• _Exercise details_: Filtering the records below, copy only those lines that include the word "struct".

Top of Information supplied

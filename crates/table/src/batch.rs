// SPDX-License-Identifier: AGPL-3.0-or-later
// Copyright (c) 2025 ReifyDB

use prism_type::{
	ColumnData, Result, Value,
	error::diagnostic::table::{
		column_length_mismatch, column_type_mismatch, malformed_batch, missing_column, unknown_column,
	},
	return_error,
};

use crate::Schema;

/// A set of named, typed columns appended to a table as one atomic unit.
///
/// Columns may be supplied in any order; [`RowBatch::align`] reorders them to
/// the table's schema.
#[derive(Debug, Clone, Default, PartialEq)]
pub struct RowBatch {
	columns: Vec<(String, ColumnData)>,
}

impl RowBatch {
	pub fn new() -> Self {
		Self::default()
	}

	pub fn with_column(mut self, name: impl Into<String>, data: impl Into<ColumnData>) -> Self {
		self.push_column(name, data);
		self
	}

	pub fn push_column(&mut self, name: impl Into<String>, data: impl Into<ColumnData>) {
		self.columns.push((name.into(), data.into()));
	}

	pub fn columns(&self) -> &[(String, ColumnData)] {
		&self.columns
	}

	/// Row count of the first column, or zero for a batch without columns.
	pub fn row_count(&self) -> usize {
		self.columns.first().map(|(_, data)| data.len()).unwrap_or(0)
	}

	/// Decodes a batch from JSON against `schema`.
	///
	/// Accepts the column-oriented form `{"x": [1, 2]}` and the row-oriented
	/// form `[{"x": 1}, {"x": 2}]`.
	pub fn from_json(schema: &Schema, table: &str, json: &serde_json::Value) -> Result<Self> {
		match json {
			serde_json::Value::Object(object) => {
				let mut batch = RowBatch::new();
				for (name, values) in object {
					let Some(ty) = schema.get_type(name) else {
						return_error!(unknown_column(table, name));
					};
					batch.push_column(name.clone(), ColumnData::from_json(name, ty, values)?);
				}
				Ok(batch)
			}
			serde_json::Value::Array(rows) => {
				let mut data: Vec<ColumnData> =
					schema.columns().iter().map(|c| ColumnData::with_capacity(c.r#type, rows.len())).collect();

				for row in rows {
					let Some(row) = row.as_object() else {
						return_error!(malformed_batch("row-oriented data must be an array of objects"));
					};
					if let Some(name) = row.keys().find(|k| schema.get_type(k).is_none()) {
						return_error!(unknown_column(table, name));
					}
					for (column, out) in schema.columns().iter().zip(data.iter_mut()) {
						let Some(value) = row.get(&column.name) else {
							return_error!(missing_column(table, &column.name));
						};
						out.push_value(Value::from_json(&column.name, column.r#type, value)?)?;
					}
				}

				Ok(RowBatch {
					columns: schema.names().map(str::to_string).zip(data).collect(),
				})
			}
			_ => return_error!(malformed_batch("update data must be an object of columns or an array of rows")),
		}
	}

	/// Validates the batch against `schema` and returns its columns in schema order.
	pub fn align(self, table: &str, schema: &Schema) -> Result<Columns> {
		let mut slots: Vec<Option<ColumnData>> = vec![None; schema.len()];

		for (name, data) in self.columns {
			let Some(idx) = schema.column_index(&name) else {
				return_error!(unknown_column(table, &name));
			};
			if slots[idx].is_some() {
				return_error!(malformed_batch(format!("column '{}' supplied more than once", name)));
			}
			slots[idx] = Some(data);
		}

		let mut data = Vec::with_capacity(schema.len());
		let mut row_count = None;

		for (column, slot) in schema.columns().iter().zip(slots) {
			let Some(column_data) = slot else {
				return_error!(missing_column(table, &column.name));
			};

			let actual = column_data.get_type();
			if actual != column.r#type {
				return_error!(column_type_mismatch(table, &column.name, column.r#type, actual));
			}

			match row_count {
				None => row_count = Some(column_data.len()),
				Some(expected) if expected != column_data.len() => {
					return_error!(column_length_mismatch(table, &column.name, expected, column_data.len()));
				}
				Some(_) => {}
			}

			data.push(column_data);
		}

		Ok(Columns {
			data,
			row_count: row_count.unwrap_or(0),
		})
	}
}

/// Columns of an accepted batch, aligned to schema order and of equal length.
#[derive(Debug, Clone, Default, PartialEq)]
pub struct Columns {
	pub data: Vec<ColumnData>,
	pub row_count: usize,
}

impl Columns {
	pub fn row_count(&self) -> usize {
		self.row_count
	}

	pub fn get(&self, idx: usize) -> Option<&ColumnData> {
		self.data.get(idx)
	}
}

Bottom of Information supplied

• _Answer box_:
pub struct RowBatch {
pub struct Columns {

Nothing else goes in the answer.